When I offered to help care for Pat, I certainly didn't know I signed up for this. Sis says its a lot of work. There are so many things we take for granted we do every day that Pat can not do anymore without assistance. Did you get out of bed this morning and go pee? Pat can't. Did you take a shower and wash your hair? Pat can't. Did you walk to the kitchen and get a cup or glass and pour your beverage? Pat can't. Did you prepare a nice warm breakfast by measuring food, dispensing and heating it up? Then carrying it to the table to eat? Pat can't. And the day goes on like this where the caregiver must take care of their own needs and those of Pat. In addition, there is the confusion and the resistance to change. Hoarding is a problem and those old magazines, catalogs and piles of mail have to be slyly cleaned up and tossed out. There will have to be a lot of negotiation to get cooperation in trying to clean up the home and remove clutter.
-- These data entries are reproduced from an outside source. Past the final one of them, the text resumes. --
//! Creates the table and view for one category.

use sluice_core::error::WarehouseError;
use sluice_core::warehouse::Warehouse;
use tracing::debug;

use crate::jobs::CategoryJob;

/// Run the job's table statement, then its view statement.
///
/// Both statements replace existing objects. If the view statement fails
/// the table is left in place.
pub async fn materialize(
    warehouse: &dyn Warehouse,
    job: &CategoryJob,
) -> Result<String, WarehouseError> {
    warehouse.execute(&job.table_statement).await?;
    debug!(category = %job.category, table = %job.table, "Created table");

    warehouse.execute(&job.view_statement).await?;
    debug!(category = %job.category, view = %job.view, "Created view");

    Ok(format!("Created table and view for {}", job.identifier))
}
I threw a few extra things in my suitcase that I just might need when I'm there - sanitation masks, hygienic gloves, hand sanitizer and I need to find some Vick's or some product you rub under your nose to block bad smells. This is not my forte. I would never claim to be much of caregiver, ask DH. I expect people to be self sufficient and suck it up and be strong to get through whatever ails them. It's probably why I never minded not having children that required constant care. But I think kids would be ten times easier than caring for a confused adult. At least kids are small and you can lift them and move them around, and generally they are happy and enthusiastic. I think after this little stint of care giving, I'm going to have a lot more respect for those who are caregivers to family members. It will be an enlightening experience, though I'm sure not that enjoyable.
If any of you have suggestions from your experiences, I'm all ears.